After church the boy and I met my dad for lunch. It was nice to spent time with The Dad and seems to be doing well.
I expected to find the little lost bird dead when I pulled into the garage. I was wrong that little one is a trooper. It was clearly upset and very hungry. Still no mamma in sight. I waited to hear a distressed momma. I know if my babies were out of the nest I'd be squawking up a storm. No upset parent.
Animals are different from us. For what ever reason this bird has found it self in a predicament that is going to kill it.
I want to take the little one out of it misery but kept thinking what if I spot a mamma or daddy. I wanted to pick that bird up and take it in and take care of it. Baby birds need a lot of care and to be honest I can't do it.

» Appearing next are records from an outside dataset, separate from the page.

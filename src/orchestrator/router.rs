//! Cost-optimized model router
//!
//! Picks the cheapest catalog model whose quality fits the estimated task
//! complexity.

use serde::Serialize;
use std::sync::LazyLock;
use tracing::{debug, warn};

use crate::error::RouterError;
use crate::orchestrator::catalog::{Model, ModelCatalog};
use crate::orchestrator::complexity::{ComplexitySignals, ComplexityTier};
use crate::orchestrator::cost::{estimate_cost, estimate_tokens, TokenUsage};

/// Sentinel for "let the router decide"
pub const AUTO_MODEL: &str = "auto";

/// Outcome of model selection for one request
#[derive(Debug, Clone, Serialize)]
#[serde(rename_all = "camelCase")]
pub struct RoutingDecision {
    pub model: Model,
    pub reason: String,
    /// Estimated USD cost, derived from the token estimate
    pub estimated_cost: f64,
    pub confidence: f64,
    /// `None` when the model was selected manually
    pub complexity: Option<ComplexityTier>,
    pub estimated_tokens: TokenUsage,
}

fn reason_for(tier: ComplexityTier, model: &Model) -> String {
    match tier {
        ComplexityTier::Trivial => format!("Simple request → {} (fast & cheap)", model.name),
        ComplexityTier::Simple => format!("Standard task → {} (good price/performance)", model.name),
        ComplexityTier::Moderate => format!("Medium complexity → {}", model.name),
        ComplexityTier::Complex => format!("Complex task → {} (high quality)", model.name),
        ComplexityTier::Expert => format!("Expert task → {} (best quality)", model.name),
    }
}

/// Model router over an immutable catalog and keyword table
#[derive(Debug, Clone, Default)]
pub struct ModelRouter {
    catalog: ModelCatalog,
    signals: ComplexitySignals,
}

impl ModelRouter {
    /// Router over the built-in catalog and keyword groups
    pub fn new() -> Self {
        Self::default()
    }

    pub fn with_parts(catalog: ModelCatalog, signals: ComplexitySignals) -> Self {
        Self { catalog, signals }
    }

    /// Router using the keyword overrides from configuration
    pub fn from_config(config: &crate::config::RoutingConfig) -> Result<Self, RouterError> {
        let signals = ComplexitySignals::from_overrides(&config.complexity_patterns)?;
        Ok(Self::with_parts(ModelCatalog::builtin(), signals))
    }

    pub fn catalog(&self) -> &ModelCatalog {
        &self.catalog
    }

    /// Estimate the complexity tier of a request
    pub fn classify_complexity(&self, input: &str, message_count: usize) -> ComplexityTier {
        self.signals.classify(input, message_count)
    }

    /// Select a model for `input`
    ///
    /// A `preferred_model` naming a catalog entry wins outright. Unknown
    /// names and `"auto"` fall through to automatic routing. `task_type`
    /// narrows candidates to models with a matching strength tag when any
    /// exist.
    pub fn route(
        &self,
        input: &str,
        message_count: usize,
        preferred_model: Option<&str>,
        task_type: Option<&str>,
    ) -> RoutingDecision {
        let tokens = estimate_tokens(input, message_count);

        if let Some(preferred) = preferred_model.filter(|p| !p.is_empty() && *p != AUTO_MODEL) {
            match self.catalog.find(preferred) {
                Some(model) => {
                    debug!("Manual model selection: {}", model.id);
                    return RoutingDecision {
                        model: model.clone(),
                        reason: format!("Manually selected: {}", model.name),
                        estimated_cost: estimate_cost(tokens.input, tokens.output, model),
                        confidence: 1.0,
                        complexity: None,
                        estimated_tokens: tokens,
                    };
                }
                None => warn!("Preferred model '{}' is not in the catalog, routing automatically", preferred),
            }
        }

        let complexity = self.signals.classify(input, message_count);
        let accepted = complexity.accepted_qualities();

        let mut candidates: Vec<&Model> = self
            .catalog
            .models()
            .iter()
            .filter(|m| accepted.contains(&m.quality))
            .collect();

        if let Some(hint) = task_type.filter(|t| !t.is_empty()) {
            let matched: Vec<&Model> = candidates
                .iter()
                .copied()
                .filter(|m| m.has_strength(hint))
                .collect();
            if !matched.is_empty() {
                candidates = matched;
            } else {
                debug!("No candidate has strength '{}', keeping quality filter", hint);
            }
        }

        // min_by keeps the first of equal elements, so catalog order breaks ties
        let chosen = candidates
            .into_iter()
            .min_by(|a, b| a.cost_per_1k_input.total_cmp(&b.cost_per_1k_input))
            .unwrap_or_else(|| self.catalog.default_model());

        let decision = RoutingDecision {
            model: chosen.clone(),
            reason: reason_for(complexity, chosen),
            estimated_cost: estimate_cost(tokens.input, tokens.output, chosen),
            confidence: complexity.confidence(),
            complexity: Some(complexity),
            estimated_tokens: tokens,
        };

        debug!(
            "Routed {} request ({} msgs) to {} (est. ${:.6})",
            complexity, message_count, decision.model.id, decision.estimated_cost
        );
        decision
    }
}

static DEFAULT_ROUTER: LazyLock<ModelRouter> = LazyLock::new(ModelRouter::new);

/// Route with the built-in catalog and keyword groups
pub fn route_to_model(
    input: &str,
    message_count: usize,
    preferred_model: Option<&str>,
    task_type: Option<&str>,
) -> RoutingDecision {
    DEFAULT_ROUTER.route(input, message_count, preferred_model, task_type)
}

So there outside is the strongest baby bird I have ever seen and I'm in here thinking of how God sees us as these baby birds with our mouths hanging open begging for more and more and more not at all worried about the sin that is lurking around the corner ready to gobble us up. The difference is that I am not God and just can't save this baby bird. the blessing is that God can save our ugly-cute squawking selves.
Thank you God for saving us.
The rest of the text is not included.